Acute lymphoblastic leukemia (ALL) is the most frequent childhood cancer. The leukemic cells of ALL patients show several well defined numeric and structural chromosomal abnormalities which are universally known for its prognostic implications. We studied a group of 44 children with ALL, to investigate the incidence of chromosome aberrations in ALL, its lymphocyte lineage and some clinical feature associations, and the finding of non previously described aberrations. A high proportion of patients (79.5%) showed chromosomal abnormalities. Most of them had a pseudodiploid karyotype (46 chromosomes), characterized mainly by a translocation.
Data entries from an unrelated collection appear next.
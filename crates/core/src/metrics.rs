//! Prometheus metrics for conversions and external processes.
//!
//! This module provides metrics for:
//! - Conversions (by format pair and result)
//! - Fallback attempts through the alternate tool chain
//! - External process durations and timeouts

use once_cell::sync::Lazy;
use prometheus::{HistogramOpts, HistogramVec, IntCounter, IntCounterVec, Opts, Registry};

// =============================================================================
// Conversion Metrics
// =============================================================================

/// Conversions total by format pair and result.
pub static CONVERSIONS_TOTAL: Lazy<IntCounterVec> = Lazy::new(|| {
    IntCounterVec::new(
        Opts::new("vecconv_conversions_total", "Total document conversions"),
        &["from", "to", "result"], // result: "success", "failed"
    )
    .unwrap()
});

/// Fallback attempts by result.
pub static FALLBACK_ATTEMPTS: Lazy<IntCounterVec> = Lazy::new(|| {
    IntCounterVec::new(
        Opts::new(
            "vecconv_fallback_attempts_total",
            "Conversions retried through the alternate tool chain",
        ),
        &["result"], // "success", "failed"
    )
    .unwrap()
});

// =============================================================================
// Process Metrics
// =============================================================================

/// External process wall time in seconds, by tool.
pub static PROCESS_DURATION: Lazy<HistogramVec> = Lazy::new(|| {
    HistogramVec::new(
        HistogramOpts::new(
            "vecconv_process_duration_seconds",
            "Duration of external tool invocations",
        )
        .buckets(vec![0.05, 0.1, 0.5, 1.0, 2.5, 5.0, 10.0, 30.0, 60.0, 120.0]),
        &["tool"],
    )
    .unwrap()
});

/// Processes terminated by the timeout watchdog.
pub static PROCESS_TIMEOUTS: Lazy<IntCounter> = Lazy::new(|| {
    IntCounter::new(
        "vecconv_process_timeouts_total",
        "External processes terminated after exceeding their timeout",
    )
    .unwrap()
});

// =============================================================================
// Registration
// =============================================================================

/// Registers every metric above with `registry`.
pub fn register_metrics(registry: &Registry) -> prometheus::Result<()> {
    registry.register(Box::new(CONVERSIONS_TOTAL.clone()))?;
    registry.register(Box::new(FALLBACK_ATTEMPTS.clone()))?;
    registry.register(Box::new(PROCESS_DURATION.clone()))?;
    registry.register(Box::new(PROCESS_TIMEOUTS.clone()))?;
    Ok(())
}
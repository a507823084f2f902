use super::{types::Config, ConfigError};

/// Validate configuration
/// Currently validates:
/// - Timeout is not 0
/// - Explicit tool paths are not empty
pub fn validate_config(config: &Config) -> Result<(), ConfigError> {
    if config.execution.timeout_secs == 0 {
        return Err(ConfigError::ValidationError(
            "execution.timeout_secs cannot be 0".to_string(),
        ));
    }

    let tools = [
        ("tools.inkscape", &config.tools.inkscape),
        ("tools.ghostscript", &config.tools.ghostscript),
    ];
    for (key, path) in tools {
        if path.as_ref().is_some_and(|p| p.as_os_str().is_empty()) {
            return Err(ConfigError::ValidationError(format!("{key} cannot be empty")));
        }
    }

    Ok(())
}
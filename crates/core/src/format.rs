//! Document formats and the byte holder that carries them through conversions.

use serde::{Deserialize, Serialize};
use std::fmt;
use std::path::Path;
use std::str::FromStr;

use crate::converter::ConversionError;

/// A vector document format understood by the conversion tools.
#[derive(Debug, Clone, Copy, PartialEq, Eq, Hash, PartialOrd, Ord, Serialize, Deserialize)]
#[serde(rename_all = "lowercase")]
pub enum Format {
    Svg,
    Eps,
    Ps,
    Pdf,
    Emf,
}

impl Format {
    /// Every known format, in a stable order.
    pub const ALL: [Format; 5] = [
        Format::Svg,
        Format::Eps,
        Format::Ps,
        Format::Pdf,
        Format::Emf,
    ];

    /// File extension used when naming files of this format (no dot).
    pub fn extension(&self) -> &'static str {
        match self {
            Format::Svg => "svg",
            Format::Eps => "eps",
            Format::Ps => "ps",
            Format::Pdf => "pdf",
            Format::Emf => "emf",
        }
    }

    /// MIME type for the format.
    pub fn mimetype(&self) -> &'static str {
        match self {
            Format::Svg => "image/svg+xml",
            Format::Eps => "application/postscript",
            Format::Ps => "application/postscript",
            Format::Pdf => "application/pdf",
            Format::Emf => "image/emf",
        }
    }

    /// Guesses the format from a path's extension.
    pub fn from_path(path: &Path) -> Option<Self> {
        path.extension()
            .and_then(|e| e.to_str())
            .and_then(|e| e.parse().ok())
    }
}

impl fmt::Display for Format {
    fn fmt(&self, f: &mut fmt::Formatter<'_>) -> fmt::Result {
        f.write_str(self.extension())
    }
}

impl FromStr for Format {
    type Err = ConversionError;

    fn from_str(s: &str) -> Result<Self, Self::Err> {
        match s.trim().trim_start_matches('.').to_ascii_lowercase().as_str() {
            "svg" => Ok(Format::Svg),
            "eps" | "epsf" => Ok(Format::Eps),
            "ps" => Ok(Format::Ps),
            "pdf" => Ok(Format::Pdf),
            "emf" => Ok(Format::Emf),
            other => Err(ConversionError::malformed_input(format!(
                "unknown format: {other:?}"
            ))),
        }
    }
}

/// Raw document bytes tagged with their format.
///
/// The converter never interprets the content; it only moves it in and out of
/// temp files named after [`Document::default_extension`].
#[derive(Debug, Clone, PartialEq, Eq)]
pub struct Document {
    format: Format,
    content: Vec<u8>,
}

impl Document {
    pub fn from_bytes(format: Format, content: impl Into<Vec<u8>>) -> Self {
        Self {
            format,
            content: content.into(),
        }
    }

    /// Reads a document from disk, taking its format from the file extension.
    pub async fn from_path(path: &Path) -> Result<Self, ConversionError> {
        let format = Format::from_path(path).ok_or_else(|| {
            ConversionError::malformed_input(format!(
                "cannot determine format of {}",
                path.display()
            ))
        })?;
        let content = tokio::fs::read(path).await?;
        Ok(Self { format, content })
    }

    pub fn format(&self) -> Format {
        self.format
    }

    pub fn content(&self) -> &[u8] {
        &self.content
    }

    pub fn into_content(self) -> Vec<u8> {
        self.content
    }

    pub fn default_extension(&self) -> &'static str {
        self.format.extension()
    }

    pub fn mimetype(&self) -> &'static str {
        self.format.mimetype()
    }
}

#[cfg(test)]
mod tests {
    use super::*;

    #[test]
    fn test_parse_format() {
        assert_eq!("svg".parse::<Format>().unwrap(), Format::Svg);
        assert_eq!(".PDF".parse::<Format>().unwrap(), Format::Pdf);
        assert_eq!("epsf".parse::<Format>().unwrap(), Format::Eps);
        assert!("png".parse::<Format>().is_err());
    }

    #[test]
    fn test_format_from_path() {
        assert_eq!(Format::from_path(Path::new("/a/b/image.eps")), Some(Format::Eps));
        assert_eq!(Format::from_path(Path::new("noext")), None);
    }

    #[test]
    fn test_display_matches_extension() {
        for format in Format::ALL {
            assert_eq!(format.to_string(), format.extension());
        }
    }

    #[test]
    fn test_serde_lowercase() {
        let json = serde_json::to_string(&Format::Emf).unwrap();
        assert_eq!(json, "\"emf\"");
        let parsed: Format = serde_json::from_str("\"ps\"").unwrap();
        assert_eq!(parsed, Format::Ps);
    }

    #[tokio::test]
    async fn test_document_from_path() {
        let dir = tempfile::tempdir().unwrap();
        let path = dir.path().join("drawing.svg");
        tokio::fs::write(&path, b"<svg/>").await.unwrap();

        let doc = Document::from_path(&path).await.unwrap();
        assert_eq!(doc.format(), Format::Svg);
        assert_eq!(doc.content(), b"<svg/>");
        assert_eq!(doc.mimetype(), "image/svg+xml");
    }

    #[tokio::test]
    async fn test_document_unknown_extension() {
        let err = Document::from_path(Path::new("/tmp/file.png")).await.unwrap_err();
        assert!(err.to_string().contains("cannot determine format"));
    }
}
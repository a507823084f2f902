//! Mock platform for testing.

use std::path::{Path, PathBuf};

use crate::platform::Platform;

/// A [`Platform`] with a caller-supplied search path and install roots.
///
/// Executability is "is a regular file", so tests can lay out fake tool
/// binaries with plain `fs::write` on any host.
#[derive(Debug, Clone)]
pub struct MockPlatform {
    windows: bool,
    path: Vec<PathBuf>,
    extensions: Vec<String>,
    roots: Vec<PathBuf>,
}

impl MockPlatform {
    /// A Unix-like platform searching `path` with bare names only.
    pub fn unix(path: Vec<PathBuf>) -> Self {
        Self {
            windows: false,
            path,
            extensions: vec![String::new()],
            roots: Vec::new(),
        }
    }

    /// A Windows-like platform with the default PATHEXT and the given
    /// installer roots.
    pub fn windows(path: Vec<PathBuf>, roots: Vec<PathBuf>) -> Self {
        Self {
            windows: true,
            path,
            extensions: ["", ".exe", ".com", ".bat", ".cmd"]
                .iter()
                .map(|s| s.to_string())
                .collect(),
            roots,
        }
    }

    /// Replaces the executable extensions.
    pub fn with_extensions(mut self, extensions: &[&str]) -> Self {
        self.extensions = extensions.iter().map(|s| s.to_string()).collect();
        self
    }
}

impl Platform for MockPlatform {
    fn is_windows(&self) -> bool {
        self.windows
    }

    fn path_entries(&self) -> Vec<PathBuf> {
        self.path.clone()
    }

    fn executable_extensions(&self) -> Vec<String> {
        self.extensions.clone()
    }

    fn install_roots(&self) -> Vec<PathBuf> {
        self.roots.clone()
    }

    fn is_executable(&self, path: &Path) -> bool {
        path.is_file()
    }
}
pub mod config;
pub mod converter;
pub mod format;
pub mod locator;
pub mod metrics;
pub mod pipeline;
pub mod platform;
pub mod process;
pub mod testing;

pub use config::{
    load_config, load_config_from_str, validate_config, Config, ConfigError, ExecutionConfig,
    ToolsConfig,
};
pub use converter::{
    ConversionError, ConversionOptions, ConversionRequest, ConversionStrategy, ErrorKind,
    GhostscriptStrategy, InkscapeStrategy, StrategyRegistry,
};
pub use format::{Document, Format};
pub use locator::{LocatorError, ToolLocator, ToolSpec};
pub use pipeline::{BoundingBox, Converter};
pub use platform::{Platform, SystemPlatform};
pub use process::{CommandExecutor, CommandSpec, ExecutionError, ProcessError, ProcessRunner};
//! Spawns external programs with captured output and an enforced timeout.

use std::process::Stdio;
use std::sync::Arc;
use std::time::Duration;
use tokio::io::{AsyncRead, AsyncReadExt, AsyncWriteExt};
use tokio::process::{Child, Command};
use tokio::task::JoinHandle;
use tracing::{debug, warn};

use super::error::ProcessError;
use super::types::{CommandLine, ExitStatus, ProcessResult, RunOptions, TerminationSignal};
use crate::metrics;
use crate::platform::{Platform, SystemPlatform};

/// How long cleanup waits for the stdout/stderr readers once the process is gone.
pub const DEFAULT_READER_JOIN_TIMEOUT: Duration = Duration::from_secs(2);

/// Runs one external process to completion.
///
/// `run` never fails because the program exited badly or timed out; callers
/// inspect [`ProcessResult::timed_out`] and [`ProcessResult::exit_status`].
/// It only fails when the program cannot be launched.
#[derive(Debug, Clone)]
pub struct ProcessRunner {
    platform: Arc<dyn Platform>,
    reader_join_timeout: Duration,
}

impl Default for ProcessRunner {
    fn default() -> Self {
        Self::new(Arc::new(SystemPlatform))
    }
}

impl ProcessRunner {
    pub fn new(platform: Arc<dyn Platform>) -> Self {
        Self {
            platform,
            reader_join_timeout: DEFAULT_READER_JOIN_TIMEOUT,
        }
    }

    /// Overrides how long output readers may lag behind process exit.
    pub fn with_reader_join_timeout(mut self, timeout: Duration) -> Self {
        self.reader_join_timeout = timeout;
        self
    }

    pub fn platform(&self) -> &Arc<dyn Platform> {
        &self.platform
    }

    /// Runs `command` and collects its result.
    pub async fn run(
        &self,
        command: &CommandLine,
        options: &RunOptions,
    ) -> Result<ProcessResult, ProcessError> {
        let mut cmd = self.build_command(command);
        cmd.stdin(Stdio::piped())
            .stdout(Stdio::piped())
            .stderr(Stdio::piped())
            .kill_on_drop(true);

        for (key, value) in &options.env {
            match value {
                Some(value) => cmd.env(key, value),
                None => cmd.env_remove(key),
            };
        }
        if let Some(dir) = &options.working_dir {
            cmd.current_dir(dir);
        }

        let mut child = cmd
            .spawn()
            .map_err(|e| ProcessError::from_spawn(command.program(), e))?;
        let pid = child.id().unwrap_or_default();
        debug!(pid, command = %command.display(self.platform.as_ref()), "spawned process");

        let stdin_task = child.stdin.take().map(|mut stdin| {
            let data = options.stdin.clone();
            tokio::spawn(async move {
                if let Some(data) = data {
                    if let Err(e) = stdin.write_all(&data).await {
                        debug!(error = %e, "failed to write child stdin");
                    }
                }
                // Dropping the handle closes the pipe.
            })
        });
        let stdout_task = child.stdout.take().map(spawn_reader);
        let stderr_task = child.stderr.take().map(spawn_reader);

        let (exit_status, timed_out) = self.wait(&mut child, options, pid).await;

        if let Some(task) = stdin_task {
            task.abort();
        }
        let stdout = self.join_reader(stdout_task, "stdout", pid).await;
        let stderr = self.join_reader(stderr_task, "stderr", pid).await;

        let (stdout, stderr) = if options.binary {
            (stdout, stderr)
        } else {
            (normalize_newlines(stdout), normalize_newlines(stderr))
        };

        debug!(
            pid,
            exit_status = ?exit_status,
            timed_out,
            stdout_len = stdout.len(),
            stderr_len = stderr.len(),
            "process finished"
        );

        Ok(ProcessResult {
            pid,
            exit_status,
            stdout,
            stderr,
            timed_out,
        })
    }

    fn build_command(&self, command: &CommandLine) -> Command {
        match command {
            CommandLine::Args { program, args } => {
                let mut c = Command::new(program);
                c.args(args);
                c
            }
            CommandLine::Shell(line) => {
                if self.platform.is_windows() {
                    let mut c = Command::new("cmd");
                    c.arg("/C").arg(line);
                    c
                } else {
                    let mut c = Command::new("sh");
                    c.arg("-c").arg(line);
                    c
                }
            }
        }
    }

    /// Waits for exit, escalating termination once the timeout elapses.
    async fn wait(
        &self,
        child: &mut Child,
        options: &RunOptions,
        pid: u32,
    ) -> (Option<ExitStatus>, bool) {
        let Some(limit) = options.timeout else {
            return (observe(child.wait().await, pid), false);
        };

        match tokio::time::timeout(limit, child.wait()).await {
            Ok(status) => (observe(status, pid), false),
            Err(_) => {
                metrics::PROCESS_TIMEOUTS.inc();
                warn!(
                    pid,
                    timeout_secs = limit.as_secs_f64(),
                    signal = ?options.termination_signal,
                    "process exceeded timeout, terminating"
                );
                terminate(child, options.termination_signal, pid);

                let status = match tokio::time::timeout(options.kill_after, child.wait()).await {
                    Ok(status) => observe(status, pid),
                    Err(_) => {
                        warn!(
                            pid,
                            kill_after_secs = options.kill_after.as_secs_f64(),
                            "process still alive after grace period, killing"
                        );
                        match child.kill().await {
                            Ok(()) => observe(child.wait().await, pid),
                            Err(e) => {
                                warn!(pid, error = %e, "failed to kill process");
                                child.try_wait().ok().flatten().map(ExitStatus::from)
                            }
                        }
                    }
                };
                (status, true)
            }
        }
    }

    async fn join_reader(
        &self,
        handle: Option<JoinHandle<Vec<u8>>>,
        stream: &'static str,
        pid: u32,
    ) -> Vec<u8> {
        let Some(mut handle) = handle else {
            return Vec::new();
        };
        match tokio::time::timeout(self.reader_join_timeout, &mut handle).await {
            Ok(Ok(buf)) => buf,
            Ok(Err(e)) => {
                warn!(pid, stream, error = %e, "output reader task failed");
                Vec::new()
            }
            Err(_) => {
                handle.abort();
                warn!(
                    pid,
                    stream, "output reader did not finish in time, discarding partial output"
                );
                Vec::new()
            }
        }
    }
}

fn spawn_reader<R>(mut reader: R) -> JoinHandle<Vec<u8>>
where
    R: AsyncRead + Unpin + Send + 'static,
{
    tokio::spawn(async move {
        let mut buf = Vec::new();
        if let Err(e) = reader.read_to_end(&mut buf).await {
            debug!(error = %e, "pipe read ended with error");
        }
        buf
    })
}

fn observe(status: std::io::Result<std::process::ExitStatus>, pid: u32) -> Option<ExitStatus> {
    match status {
        Ok(status) => Some(status.into()),
        Err(e) => {
            warn!(pid, error = %e, "could not observe process exit status");
            None
        }
    }
}

fn terminate(child: &mut Child, signal: TerminationSignal, pid: u32) {
    if signal == TerminationSignal::Graceful && send_sigterm(pid) {
        return;
    }
    if let Err(e) = child.start_kill() {
        debug!(pid, error = %e, "kill request failed, process may have exited");
    }
}

#[cfg(unix)]
fn send_sigterm(pid: u32) -> bool {
    use nix::sys::signal::{kill, Signal};
    use nix::unistd::Pid;

    let Ok(raw) = i32::try_from(pid) else {
        return false;
    };
    if raw <= 0 {
        return false;
    }
    match kill(Pid::from_raw(raw), Signal::SIGTERM) {
        Ok(()) => true,
        Err(e) => {
            debug!(pid, error = %e, "SIGTERM failed");
            false
        }
    }
}

#[cfg(not(unix))]
fn send_sigterm(_pid: u32) -> bool {
    false
}

fn normalize_newlines(buf: Vec<u8>) -> Vec<u8> {
    if !buf.windows(2).any(|w| w == b"\r\n") {
        return buf;
    }
    let mut out = Vec::with_capacity(buf.len());
    let mut iter = buf.iter().peekable();
    while let Some(&b) = iter.next() {
        if b == b'\r' && iter.peek() == Some(&&b'\n') {
            continue;
        }
        out.push(b);
    }
    out
}

#[cfg(test)]
mod tests {
    use super::*;

    #[test]
    fn test_normalize_newlines() {
        assert_eq!(normalize_newlines(b"a\r\nb\r\n".to_vec()), b"a\nb\n");
        assert_eq!(normalize_newlines(b"a\rb".to_vec()), b"a\rb");
    }

    #[tokio::test]
    async fn test_missing_program_is_command_not_found() {
        let runner = ProcessRunner::default();
        let err = runner
            .run(
                &CommandLine::new("vecconv-definitely-not-a-real-tool"),
                &RunOptions::default(),
            )
            .await
            .unwrap_err();
        assert!(matches!(err, ProcessError::CommandNotFound { .. }));
    }

    #[cfg(unix)]
    mod unix {
        use super::*;
        use std::time::Instant;

        #[tokio::test]
        async fn test_echo_captures_stdout() {
            let runner = ProcessRunner::default();
            let result = runner
                .run(
                    &CommandLine::new("echo").arg("hello world"),
                    &RunOptions::default(),
                )
                .await
                .unwrap();

            assert_eq!(result.stdout_text().trim(), "hello world");
            assert!(result.stderr.is_empty());
            assert!(result.success());
            assert!(!result.timed_out);
            assert!(result.pid > 0);
        }

        #[tokio::test]
        async fn test_timeout_sets_flag() {
            let runner = ProcessRunner::default();
            let start = Instant::now();
            let result = runner
                .run(
                    &CommandLine::new("sleep").arg("10"),
                    &RunOptions::default()
                        .with_timeout(Duration::from_secs(1))
                        .with_kill_after(Duration::from_secs(1)),
                )
                .await
                .unwrap();

            assert!(result.timed_out);
            assert!(!result.success());
            assert!(start.elapsed() < Duration::from_secs(8));
        }

        #[tokio::test]
        async fn test_escalates_to_kill_when_term_ignored() {
            let runner =
                ProcessRunner::default().with_reader_join_timeout(Duration::from_millis(300));
            let result = runner
                .run(
                    &CommandLine::new("sh").args(["-c", "trap '' TERM; sleep 10"]),
                    &RunOptions::default()
                        .with_timeout(Duration::from_millis(500))
                        .with_kill_after(Duration::from_millis(500)),
                )
                .await
                .unwrap();

            assert!(result.timed_out);
            assert_eq!(result.exit_status.and_then(|s| s.signal), Some(9));
        }

        #[tokio::test]
        async fn test_non_zero_exit_is_not_an_error() {
            let runner = ProcessRunner::default();
            let result = runner
                .run(&CommandLine::shell("exit 42"), &RunOptions::default())
                .await
                .unwrap();

            assert_eq!(result.exit_status.and_then(|s| s.code), Some(42));
            assert!(!result.success());
        }

        #[tokio::test]
        async fn test_stdin_is_written_and_closed() {
            let runner = ProcessRunner::default();
            let result = runner
                .run(
                    &CommandLine::new("cat"),
                    &RunOptions::default().with_stdin(b"piped input".to_vec()),
                )
                .await
                .unwrap();

            assert_eq!(result.stdout, b"piped input");
        }

        #[tokio::test]
        async fn test_env_overrides_and_removal() {
            let runner = ProcessRunner::default();
            let result = runner
                .run(
                    &CommandLine::new("sh").args(["-c", "echo \"$VECCONV_A:${HOME:-unset}\""]),
                    &RunOptions::default()
                        .with_env("VECCONV_A", "set")
                        .without_env("HOME"),
                )
                .await
                .unwrap();

            assert_eq!(result.stdout_text().trim(), "set:unset");
        }

        #[tokio::test]
        async fn test_working_directory() {
            let dir = tempfile::tempdir().unwrap();
            let runner = ProcessRunner::default();
            let result = runner
                .run(&CommandLine::new("pwd"), &RunOptions::default().in_dir(dir.path()))
                .await
                .unwrap();

            let reported = std::path::PathBuf::from(result.stdout_text().trim());
            assert_eq!(
                reported.canonicalize().unwrap(),
                dir.path().canonicalize().unwrap()
            );
        }

        #[tokio::test]
        async fn test_large_output_does_not_deadlock() {
            let runner = ProcessRunner::default();
            let result = runner
                .run(
                    &CommandLine::shell("head -c 1000000 /dev/zero; head -c 500000 /dev/zero >&2"),
                    &RunOptions::default()
                        .binary(true)
                        .with_timeout(Duration::from_secs(30)),
                )
                .await
                .unwrap();

            assert_eq!(result.stdout.len(), 1_000_000);
            assert_eq!(result.stderr.len(), 500_000);
            assert!(result.success());
        }

        #[tokio::test]
        async fn test_text_mode_folds_crlf() {
            let runner = ProcessRunner::default();
            let result = runner
                .run(
                    &CommandLine::new("printf").arg("a\\r\\nb\\r\\n"),
                    &RunOptions::default(),
                )
                .await
                .unwrap();
            assert_eq!(result.stdout, b"a\nb\n");

            let raw = runner
                .run(
                    &CommandLine::new("printf").arg("a\\r\\nb"),
                    &RunOptions::default().binary(true),
                )
                .await
                .unwrap();
            assert_eq!(raw.stdout, b"a\r\nb");
        }
    }
}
In relation to chromosome number, 27% of them were hyperdiploid with more than 50; 9% hyperdiploid between 47-50 and 7% hypodiploid (less than 46). Among structural aberrations found, were the following recurrent translocations: t (1; 19), t (4; 11), t (9; 22) in 6.8%, 9.1% and 2.3% of cases respectively, all related to an early B immunophenotype. Other translocations found, compromised regions 7q22, 9p21 - 24. Two new translocations in ALL were found: t (1; 5)(q23; q33), apparently balanced, and t (13; 21)(q14; q22), unbalanced. Other recurrent structural changes found were: deletion (6q), (7q), (9p), (11q), (12p), inversion (3q), isochromosome (7q), maker chromosomes and double minutes. The distribution of chromosome abnormalities in this group of patients was in agreement with previous reports from other investigators.